Jesus, calado, tudo ouvia. O Inquisidor se incomodou e perguntou: “Por que achaste de aparecer agora para nos atrapalhar? E por que me fitas calado com esse olhar dócil e penetrante?”. O Inquisidor insistiu que era mais poderoso do que Cristo e que no dia seguinte o queimaria.
Jesus nada disse. Simplesmente, levantou-se e beijou o Inquisidor. Este último, desconcertado, sentiu que aquele beijo lhe ardeu no coração. Ainda mais enfurecido, ordenou que Cristo se afastasse e que não volte nunca mais.
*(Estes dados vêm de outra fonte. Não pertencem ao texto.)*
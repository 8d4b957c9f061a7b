//! GitHub backend built on octocrab.

use super::{Forge, ForgeError};
use crate::config::FleetConfig;
use crate::rate_limit::{check_core_rate_limit, wait_for_reset};
use async_trait::async_trait;
use octocrab::Octocrab;
use serde::de::IgnoredAny;
use serde::{Deserialize, Serialize};
use std::collections::HashMap;
use std::future::Future;
use std::sync::{Arc, Mutex, PoisonError};
use std::time::Duration;
use tracing::{debug, warn};

/// Workflows requested per repository when resolving a name.
const WORKFLOWS_PER_PAGE: u8 = 100;

/// Subset of the `GET /repos/{owner}/{repo}/pages` response.
#[derive(Debug, Deserialize)]
struct PagesSite {
    status: Option<String>,
    html_url: Option<String>,
}

/// Subset of the `GET /repos/{owner}/{repo}/actions/workflows` response.
#[derive(Debug, Deserialize)]
struct WorkflowList {
    workflows: Vec<WorkflowRef>,
}

#[derive(Debug, Clone, Deserialize)]
struct WorkflowRef {
    id: u64,
    name: String,
}

/// Subset of the `GET .../actions/workflows/{id}/runs` response.
#[derive(Debug, Deserialize)]
struct RunList {
    workflow_runs: Vec<IgnoredAny>,
}

#[derive(Debug, Serialize)]
struct RunQuery {
    status: &'static str,
    per_page: u8,
}

#[derive(Debug, Serialize)]
struct PageQuery {
    per_page: u8,
}

/// [`Forge`] implementation talking to the GitHub REST API.
#[derive(Debug, Clone)]
pub struct GitHubForge {
    octocrab: Octocrab,
    timeout: Duration,
    /// Workflows per `org/repo`, fetched once and shared by every category.
    workflows: Arc<Mutex<HashMap<String, Vec<WorkflowRef>>>>,
}

impl GitHubForge {
    /// Builds a client from the fleet configuration.
    ///
    /// Without a token the client is anonymous and only sees public data.
    /// A process-level rustls `CryptoProvider` must be installed first.
    ///
    /// # Errors
    ///
    /// Returns [`ForgeError`] if the HTTP client cannot be constructed.
    pub fn new(config: &FleetConfig) -> Result<Self, ForgeError> {
        let mut builder = Octocrab::builder();
        if let Some(token) = config.token() {
            builder = builder.personal_token(token.to_string());
        }
        if let Some(url) = config.api_url() {
            builder = builder.base_uri(url.as_str())?;
        }

        Ok(Self::from_octocrab(builder.build()?, config.timeout()))
    }

    /// Wraps an existing client.
    pub fn from_octocrab(octocrab: Octocrab, timeout: Duration) -> Self {
        Self {
            octocrab,
            timeout,
            workflows: Arc::new(Mutex::new(HashMap::new())),
        }
    }

    async fn timed<T, F>(&self, operation: &'static str, call: F) -> Result<T, ForgeError>
    where
        F: Future<Output = Result<T, octocrab::Error>>,
    {
        tokio::time::timeout(self.timeout, call)
            .await
            .map_err(|_| ForgeError::TimedOut {
                operation,
                timeout_secs: self.timeout.as_secs(),
            })?
            .map_err(ForgeError::from)
    }

    /// Waits out a nearly exhausted budget.
    ///
    /// A timed out check fails the query like any other timeout. Other errors
    /// are logged and ignored, since some GitHub Enterprise servers do not
    /// serve the rate limit endpoint.
    async fn respect_rate_limit(&self) -> Result<(), ForgeError> {
        match self
            .timed("rate limit check", check_core_rate_limit(&self.octocrab))
            .await
        {
            Ok(limit) => {
                wait_for_reset(&limit, self.timeout).await;
                Ok(())
            }
            Err(e @ ForgeError::TimedOut { .. }) => Err(e),
            Err(e) => {
                warn!(error = %e, "Failed to check rate limit, continuing");
                Ok(())
            }
        }
    }

    /// Maps a 404 to `Ok(false)` and any success to `Ok(true)`.
    fn existence<T>(result: Result<T, ForgeError>) -> Result<bool, ForgeError> {
        match result {
            Ok(_) => Ok(true),
            Err(ForgeError::GitHubError(e)) if is_not_found(&e) => Ok(false),
            Err(e) => Err(e),
        }
    }

    /// Resolves a workflow display name (case-insensitive) to its id.
    async fn workflow_id(
        &self,
        org: &str,
        repo: &str,
        name: &str,
    ) -> Result<Option<u64>, ForgeError> {
        let key = format!("{org}/{repo}");
        let cached = self
            .workflows
            .lock()
            .unwrap_or_else(PoisonError::into_inner)
            .get(&key)
            .cloned();

        let workflows = match cached {
            Some(workflows) => workflows,
            None => {
                let route = format!("/repos/{org}/{repo}/actions/workflows");
                let query = PageQuery {
                    per_page: WORKFLOWS_PER_PAGE,
                };
                let list = self
                    .timed(
                        "workflow listing",
                        self.octocrab.get::<WorkflowList, _, _>(route, Some(&query)),
                    )
                    .await?;
                self.workflows
                    .lock()
                    .unwrap_or_else(PoisonError::into_inner)
                    .insert(key, list.workflows.clone());
                list.workflows
            }
        };

        Ok(workflows
            .iter()
            .find(|workflow| workflow.name.eq_ignore_ascii_case(name))
            .map(|workflow| workflow.id))
    }
}

#[async_trait]
impl Forge for GitHubForge {
    async fn list_repositories(
        &self,
        org: &str,
        page_size: u8,
    ) -> Result<Vec<String>, ForgeError> {
        self.respect_rate_limit().await?;

        let page = self
            .timed(
                "repository listing",
                self.octocrab.orgs(org).list_repos().per_page(page_size).send(),
            )
            .await?;

        if page.next.is_some() {
            warn!(
                org,
                page_size,
                "Organization has more repositories than one page; the rest are not visited"
            );
        }

        Ok(page.items.into_iter().map(|repo| repo.name).collect())
    }

    async fn count_failed_runs(
        &self,
        org: &str,
        repo: &str,
        workflow: &str,
        window: u8,
    ) -> Result<u64, ForgeError> {
        self.respect_rate_limit().await?;

        let Some(id) = self.workflow_id(org, repo, workflow).await? else {
            debug!(repo, workflow, "No workflow with this name");
            return Ok(0);
        };

        let route = format!("/repos/{org}/{repo}/actions/workflows/{id}/runs");
        let query = RunQuery {
            status: "failure",
            per_page: window,
        };
        let runs = self
            .timed(
                "run history query",
                self.octocrab.get::<RunList, _, _>(route, Some(&query)),
            )
            .await?;

        let count = runs.workflow_runs.len().min(usize::from(window));
        debug!(repo, workflow, count, "Counted failed runs");

        Ok(count as u64)
    }

    async fn file_exists(&self, org: &str, repo: &str, path: &str) -> Result<bool, ForgeError> {
        self.respect_rate_limit().await?;

        let route = format!("/repos/{org}/{repo}/contents/{path}");
        let result = self
            .timed(
                "content lookup",
                self.octocrab.get::<IgnoredAny, _, ()>(route, None::<&()>),
            )
            .await;
        Self::existence(result)
    }

    async fn pages_enabled(&self, org: &str, repo: &str) -> Result<bool, ForgeError> {
        self.respect_rate_limit().await?;

        let route = format!("/repos/{org}/{repo}/pages");
        let result = self
            .timed(
                "pages lookup",
                self.octocrab.get::<PagesSite, _, ()>(route, None::<&()>),
            )
            .await;

        if let Ok(site) = &result {
            debug!(
                repo,
                status = site.status.as_deref().unwrap_or("unknown"),
                url = site.html_url.as_deref().unwrap_or(""),
                "Pages site found"
            );
        }
        Self::existence(result)
    }
}

/// Returns true if the GitHub API answered 404.
fn is_not_found(error: &octocrab::Error) -> bool {
    match error {
        octocrab::Error::GitHub { source, .. } => source.status_code.as_u16() == 404,
        _ => false,
    }
}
A força simbólica dessa narrativa repousa justamente no contraste entre a arrogância do poder constituído — aqui encarnado no Inquisidor, senhor absoluto da fé institucionalizada — e a serenidade inabalável de Jesus, que, sem proferir uma só palavra, impõe sua presença com um gesto de amor desconcertante.
A autoridade que deveria proteger a doutrina transforma-se em instrumento de opressão, distorcendo a fé para fins de controle. A dureza do Inquisidor não se sustenta diante da mansidão de Cristo, cujo silêncio denuncia, com mais potência do que a força de mil discursos, a falência moral de um poder que se afirma em nome d’Ele, mas que atua contra Ele.
Dostoiévski, ao que consta, era profundamente religioso. Penso que criticou a estrutura hierárquica da Igreja. Meditou sobre o livre-arbítrio, a verdade e a fé. O beijo de Cristo, gesto sereno e eterno, é a síntese dessa mensagem que atravessa os séculos: mesmo diante da tirania travestida de santidade, o amor resiste.
A beleza e a profundidade desse texto revelam mensagem perene — de enfrentamento ao autoritarismo e de fidelidade à compaixão — que continua a ecoar, viva, onde quer que ainda se acredite na liberdade do espírito humano. Uma das mais belas páginas da literatura russa.